* To do *
Check the records below line by line, and report how many lines include the string "execute". No other words are needed.

* Data provided *
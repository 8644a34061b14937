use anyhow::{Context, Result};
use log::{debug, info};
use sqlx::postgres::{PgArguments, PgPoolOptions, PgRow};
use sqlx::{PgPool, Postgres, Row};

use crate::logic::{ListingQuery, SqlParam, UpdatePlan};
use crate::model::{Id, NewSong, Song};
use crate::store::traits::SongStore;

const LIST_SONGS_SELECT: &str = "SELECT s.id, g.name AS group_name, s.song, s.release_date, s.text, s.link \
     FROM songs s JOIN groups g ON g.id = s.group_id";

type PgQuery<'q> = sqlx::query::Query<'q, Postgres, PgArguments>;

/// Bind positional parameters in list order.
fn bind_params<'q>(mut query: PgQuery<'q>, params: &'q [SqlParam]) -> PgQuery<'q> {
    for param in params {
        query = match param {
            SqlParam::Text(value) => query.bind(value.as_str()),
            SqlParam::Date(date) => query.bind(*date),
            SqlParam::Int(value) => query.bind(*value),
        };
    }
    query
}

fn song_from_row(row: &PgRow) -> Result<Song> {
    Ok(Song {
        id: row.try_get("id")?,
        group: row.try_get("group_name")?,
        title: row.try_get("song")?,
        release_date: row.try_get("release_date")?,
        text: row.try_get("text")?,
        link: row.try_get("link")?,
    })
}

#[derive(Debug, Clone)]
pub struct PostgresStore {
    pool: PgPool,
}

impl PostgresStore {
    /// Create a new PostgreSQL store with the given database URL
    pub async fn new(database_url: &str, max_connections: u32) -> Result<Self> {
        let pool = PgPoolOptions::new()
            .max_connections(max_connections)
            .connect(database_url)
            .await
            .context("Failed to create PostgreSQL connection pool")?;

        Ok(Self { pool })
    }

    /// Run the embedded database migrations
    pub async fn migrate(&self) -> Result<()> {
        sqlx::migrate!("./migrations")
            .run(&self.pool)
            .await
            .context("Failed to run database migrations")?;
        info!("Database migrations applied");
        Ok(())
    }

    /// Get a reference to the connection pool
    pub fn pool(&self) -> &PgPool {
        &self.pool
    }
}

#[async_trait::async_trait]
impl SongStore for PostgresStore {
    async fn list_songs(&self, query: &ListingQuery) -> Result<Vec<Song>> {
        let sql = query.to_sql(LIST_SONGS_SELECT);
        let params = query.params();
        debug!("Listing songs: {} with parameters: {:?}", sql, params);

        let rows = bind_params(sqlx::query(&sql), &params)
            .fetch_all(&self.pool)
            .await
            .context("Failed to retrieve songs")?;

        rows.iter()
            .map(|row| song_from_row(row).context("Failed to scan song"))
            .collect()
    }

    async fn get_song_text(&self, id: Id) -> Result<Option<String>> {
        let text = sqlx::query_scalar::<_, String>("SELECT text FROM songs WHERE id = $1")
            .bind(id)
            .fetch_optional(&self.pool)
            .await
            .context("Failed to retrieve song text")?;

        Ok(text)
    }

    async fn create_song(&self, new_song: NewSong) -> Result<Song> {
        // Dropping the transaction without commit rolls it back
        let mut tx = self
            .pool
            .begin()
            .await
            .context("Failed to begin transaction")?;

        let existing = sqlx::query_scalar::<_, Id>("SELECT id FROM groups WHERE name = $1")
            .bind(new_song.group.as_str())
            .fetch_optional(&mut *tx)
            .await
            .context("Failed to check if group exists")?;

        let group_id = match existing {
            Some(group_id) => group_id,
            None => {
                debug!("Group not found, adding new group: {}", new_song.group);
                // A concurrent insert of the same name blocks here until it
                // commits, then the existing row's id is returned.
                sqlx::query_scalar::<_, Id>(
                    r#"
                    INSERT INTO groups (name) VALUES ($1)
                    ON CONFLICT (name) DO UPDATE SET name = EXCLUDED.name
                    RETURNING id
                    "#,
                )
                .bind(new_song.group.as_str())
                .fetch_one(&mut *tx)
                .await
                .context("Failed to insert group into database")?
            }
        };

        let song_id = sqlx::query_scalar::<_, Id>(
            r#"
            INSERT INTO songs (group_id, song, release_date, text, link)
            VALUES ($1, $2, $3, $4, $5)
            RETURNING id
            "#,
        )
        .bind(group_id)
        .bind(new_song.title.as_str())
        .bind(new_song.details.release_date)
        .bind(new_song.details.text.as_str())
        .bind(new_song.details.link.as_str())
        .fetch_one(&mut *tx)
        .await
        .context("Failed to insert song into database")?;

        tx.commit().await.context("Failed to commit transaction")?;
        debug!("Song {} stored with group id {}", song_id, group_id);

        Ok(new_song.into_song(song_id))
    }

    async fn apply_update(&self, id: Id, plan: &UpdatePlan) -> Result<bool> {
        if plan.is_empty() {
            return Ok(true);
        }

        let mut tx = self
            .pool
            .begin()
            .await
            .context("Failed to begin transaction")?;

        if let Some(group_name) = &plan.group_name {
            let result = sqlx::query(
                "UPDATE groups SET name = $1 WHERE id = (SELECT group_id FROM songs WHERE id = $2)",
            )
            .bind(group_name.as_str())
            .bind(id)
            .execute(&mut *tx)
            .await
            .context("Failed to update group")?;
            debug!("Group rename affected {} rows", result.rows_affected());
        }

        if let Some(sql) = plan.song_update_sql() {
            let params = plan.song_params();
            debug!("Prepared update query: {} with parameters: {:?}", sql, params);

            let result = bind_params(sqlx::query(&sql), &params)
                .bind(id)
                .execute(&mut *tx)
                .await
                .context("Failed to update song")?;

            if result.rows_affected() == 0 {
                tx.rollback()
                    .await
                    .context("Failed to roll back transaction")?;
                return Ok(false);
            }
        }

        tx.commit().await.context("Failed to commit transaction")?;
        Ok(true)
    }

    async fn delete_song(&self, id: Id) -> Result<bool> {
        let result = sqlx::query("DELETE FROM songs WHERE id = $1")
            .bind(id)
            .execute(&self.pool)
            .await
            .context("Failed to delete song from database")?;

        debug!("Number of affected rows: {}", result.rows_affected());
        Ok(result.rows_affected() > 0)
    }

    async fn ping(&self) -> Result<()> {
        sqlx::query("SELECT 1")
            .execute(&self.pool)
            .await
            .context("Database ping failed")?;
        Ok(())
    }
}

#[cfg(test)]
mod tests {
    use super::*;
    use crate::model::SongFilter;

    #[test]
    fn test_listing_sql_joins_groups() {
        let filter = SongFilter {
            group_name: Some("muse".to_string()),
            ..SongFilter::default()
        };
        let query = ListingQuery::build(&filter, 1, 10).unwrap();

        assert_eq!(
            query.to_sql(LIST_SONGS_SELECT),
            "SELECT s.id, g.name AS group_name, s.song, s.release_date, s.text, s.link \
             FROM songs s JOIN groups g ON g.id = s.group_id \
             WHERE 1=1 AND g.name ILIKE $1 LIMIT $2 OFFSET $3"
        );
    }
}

* Exercise response *
4